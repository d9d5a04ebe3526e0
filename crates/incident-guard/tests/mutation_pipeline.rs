//! End-to-end mutation scenarios through `IncidentService`

use incident_guard::{MutationOutcome, Rejection, RejectionKind, SecurityEventKind};
use incident_model::{
    Incident, IncidentDraft, IncidentId, MutationPayload, MutationRequest, StatusCode, UrgencyCode,
};
use incident_test_utils::{admin, closed_low, open_high, open_medium, services, user, INCIDENTS};
use pretty_assertions::assert_eq;
use proptest::prelude::*;

fn stored(store: &incident_store::MemoryStore) -> Vec<Incident> {
    store
        .rows(INCIDENTS)
        .iter()
        .map(|r| Incident::from_record(r).unwrap())
        .collect()
}

#[tokio::test]
async fn user_cannot_modify_closed_incident() {
    let incident = closed_low();
    let (services, store, sink) = services(&[incident.clone()]);
    let before = store.rows(INCIDENTS);

    let request = MutationRequest::update(incident.id, IncidentDraft::new().with_title("reopen"))
        .with_requester(user());
    let rejection = services.incidents.handle(request).await.unwrap_err();

    assert_eq!(rejection.code, 403);
    assert_eq!(rejection.message, "Cannot modify a closed incident");
    assert_eq!(store.rows(INCIDENTS), before);
    assert_eq!(sink.events()[0].kind, SecurityEventKind::MutationRejected);
}

#[tokio::test]
async fn user_cannot_delete_closed_incident() {
    let incident = closed_low();
    let (services, store, _) = services(&[incident.clone()]);

    let rejection = services
        .incidents
        .handle(MutationRequest::delete(incident.id).with_requester(user()))
        .await
        .unwrap_err();

    assert_eq!(rejection.message, "Cannot delete a closed incident");
    assert_eq!(stored(&store), vec![incident]);
}

#[tokio::test]
async fn admin_may_modify_closed_incident() {
    let incident = closed_low();
    let (services, store, sink) = services(&[incident.clone()]);

    let request = MutationRequest::update(incident.id, IncidentDraft::new().with_title("reopened"))
        .with_requester(admin());
    services.incidents.handle(request).await.unwrap();

    assert_eq!(stored(&store)[0].title, "reopened");
    assert!(sink.is_empty());
}

#[tokio::test]
async fn only_admin_closes_high_urgency() {
    let incident = open_high();
    let (services, store, _) = services(&[incident.clone()]);
    let close = IncidentDraft::new().with_status(StatusCode::Closed);

    let rejection = services
        .incidents
        .handle(MutationRequest::update(incident.id, close.clone()).with_requester(user()))
        .await
        .unwrap_err();
    assert_eq!(rejection, Rejection::high_urgency_close());
    assert_eq!(stored(&store)[0].status, StatusCode::Assigned);

    services
        .incidents
        .handle(MutationRequest::update(incident.id, close).with_requester(admin()))
        .await
        .unwrap();
    assert_eq!(stored(&store)[0].status, StatusCode::Closed);
}

#[tokio::test]
async fn user_closes_medium_urgency() {
    let incident = open_medium();
    let (services, store, _) = services(&[incident.clone()]);

    let request = MutationRequest::update(
        incident.id,
        IncidentDraft::new().with_status(StatusCode::Closed),
    )
    .with_requester(user());
    services.incidents.handle(request).await.unwrap();

    assert_eq!(stored(&store)[0].status, StatusCode::Closed);
}

#[tokio::test]
async fn update_of_missing_incident_is_not_found() {
    let (services, _, _) = services(&[]);
    let id = IncidentId::new();

    let rejection = services
        .incidents
        .handle(MutationRequest::update(id, IncidentDraft::new().with_title("x")))
        .await
        .unwrap_err();

    assert_eq!(rejection.kind, RejectionKind::NotFound);
    assert_eq!(rejection.message, format!("Incident {id} not found"));
}

#[tokio::test]
async fn anonymous_update_of_closed_incident_is_rejected() {
    let incident = closed_low();
    let (services, _, _) = services(&[incident.clone()]);

    let rejection = services
        .incidents
        .handle(MutationRequest::update(incident.id, IncidentDraft::new().with_title("x")))
        .await
        .unwrap_err();
    assert_eq!(rejection.code, 403);
}

#[tokio::test]
async fn batch_create_is_enriched_per_record() {
    let (services, store, _) = services(&[]);
    let batch = vec![
        IncidentDraft::new()
            .with_title("Urgent: payroll down")
            .with_status(StatusCode::Assigned),
        IncidentDraft::new()
            .with_title("Coffee machine")
            .with_status(StatusCode::New)
            .with_urgency(UrgencyCode::Low),
    ];

    let outcome = services
        .incidents
        .handle(MutationRequest::create(batch).with_requester(user()))
        .await
        .unwrap();
    let MutationOutcome::Created { incidents } = outcome else {
        panic!("expected created outcome");
    };

    assert_eq!(incidents[0].urgency, UrgencyCode::High);
    assert_eq!(incidents[0].assigned_to.as_deref(), Some("alice"));
    assert_eq!(incidents[1].urgency, UrgencyCode::Low);
    assert_eq!(incidents[1].assigned_to, None);
    assert_eq!(stored(&store), incidents);
}

#[tokio::test]
async fn create_cannot_reuse_existing_identifier() {
    let incident = closed_low();
    let (services, store, sink) = services(&[incident.clone()]);

    let request = MutationRequest::create(
        IncidentDraft::new()
            .with_id(incident.id)
            .with_title("reopened under the same key")
            .with_status(StatusCode::New),
    )
    .with_requester(user());
    let rejection = services.incidents.handle(request).await.unwrap_err();

    assert_eq!(rejection, Rejection::duplicate_incident(incident.id));
    assert_eq!(rejection.code, 409);
    assert_eq!(stored(&store), vec![incident.clone()]);
    assert_eq!(sink.len(), 0);

    let rejection = services
        .incidents
        .handle(MutationRequest::delete(incident.id).with_requester(user()))
        .await
        .unwrap_err();
    assert_eq!(rejection.message, "Cannot delete a closed incident");
}

#[tokio::test]
async fn batch_with_repeated_identifier_is_rejected() {
    let (services, store, _) = services(&[]);
    let id = IncidentId::new();
    let batch = vec![
        IncidentDraft::new().with_id(id).with_title("first"),
        IncidentDraft::new().with_id(id).with_title("second"),
    ];

    let rejection = services
        .incidents
        .handle(MutationRequest::create(batch))
        .await
        .unwrap_err();

    assert_eq!(rejection.kind, RejectionKind::Conflict);
    assert!(store.rows(INCIDENTS).is_empty());
}

#[tokio::test]
async fn request_parsed_from_wire_json() {
    let incident = open_high();
    let (services, _, _) = services(&[incident.clone()]);

    let request: MutationRequest = serde_json::from_value(serde_json::json!({
        "event": "UPDATE",
        "targetId": incident.id.to_string(),
        "payload": { "status_code": "C" },
        "requester": { "id": "alice", "roles": [] }
    }))
    .unwrap();

    let rejection = services.incidents.handle(request).await.unwrap_err();
    assert_eq!(rejection, Rejection::high_urgency_close());
}

#[tokio::test]
async fn store_failure_is_internal_and_redacted() {
    let sink = incident_test_utils::RecordingSink::new();
    let services = incident_guard::compose(
        &incident_guard::GuardConfig::default(),
        std::sync::Arc::new(incident_test_utils::FailingStore),
        sink.clone(),
    );

    let rejection = services
        .incidents
        .handle(MutationRequest::delete(IncidentId::new()))
        .await
        .unwrap_err();

    assert_eq!(rejection, Rejection::internal());
    let events = sink.events();
    assert_eq!(events.len(), 1);
    assert_eq!(events[0].kind, SecurityEventKind::MutationFailed);
    assert_eq!(events[0].detail, "invalid_query");
}

fn any_case(word: &'static str) -> impl Strategy<Value = String> {
    proptest::collection::vec(any::<bool>(), word.len()).prop_map(move |upper| {
        word.chars()
            .zip(upper)
            .map(|(c, u)| if u { c.to_ascii_uppercase() } else { c })
            .collect()
    })
}

proptest! {
    #[test]
    fn urgent_title_in_any_case_escalates(
        prefix in "[a-z ]{0,12}",
        keyword in any_case("urgent"),
        suffix in "[a-z ]{0,12}",
    ) {
        let runtime = tokio::runtime::Builder::new_current_thread().build().unwrap();
        let title = format!("{prefix}{keyword}{suffix}");
        let (services, _, _) = services(&[]);

        let outcome = runtime
            .block_on(services.incidents.handle(MutationRequest::create(
                IncidentDraft::new().with_title(title).with_urgency(UrgencyCode::Low),
            )))
            .unwrap();
        let MutationOutcome::Created { incidents } = outcome else {
            panic!("expected created outcome");
        };
        prop_assert_eq!(incidents[0].urgency, UrgencyCode::High);
    }

    #[test]
    fn closed_incident_rejects_any_non_admin_change(
        title in "[A-Za-z ]{1,20}",
        close in any::<bool>(),
        delete in any::<bool>(),
    ) {
        let runtime = tokio::runtime::Builder::new_current_thread().build().unwrap();
        let incident = closed_low();
        let (services, store, _) = services(&[incident.clone()]);
        let before = store.rows(INCIDENTS);

        let request = if delete {
            MutationRequest::delete(incident.id)
        } else {
            let mut draft = IncidentDraft::new().with_title(title);
            if close {
                draft = draft.with_status(StatusCode::Closed);
            }
            MutationRequest::update(incident.id, draft)
        }
        .with_requester(user());

        let rejection = runtime.block_on(services.incidents.handle(request)).unwrap_err();
        prop_assert_eq!(rejection.code, 403);
        prop_assert_eq!(store.rows(INCIDENTS), before);
    }

    #[test]
    fn enrichment_is_idempotent(
        titles in proptest::collection::vec("[A-Za-z ]{0,10}(urgent)?[A-Za-z ]{0,10}", 1..5),
        assigned in any::<bool>(),
    ) {
        let policy = incident_guard::Policy::default();
        let status = if assigned { StatusCode::Assigned } else { StatusCode::New };
        let drafts: Vec<_> = titles
            .into_iter()
            .map(|t| IncidentDraft::new().with_title(t).with_status(status))
            .collect();
        let mut payload = MutationPayload::from(drafts);
        let requester = user();

        policy.enrich(&mut payload, Some(&requester));
        let once = payload.clone();
        let second = policy.enrich(&mut payload, Some(&requester));

        prop_assert!(second.is_noop());
        prop_assert_eq!(payload, once);
    }
}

+---+

§ **EXERCISE BRIEF**: Go through the entries above and pull out each line with "runtime" in it.

§ **RESULT OF THIS EXERCISE**:
        let runtime = tokio::runtime::Builder::new_current_thread().build().unwrap();
        let outcome = runtime
        let runtime = tokio::runtime::Builder::new_current_thread().build().unwrap();
        let rejection = runtime.block_on(services.incidents.handle(request)).unwrap_err();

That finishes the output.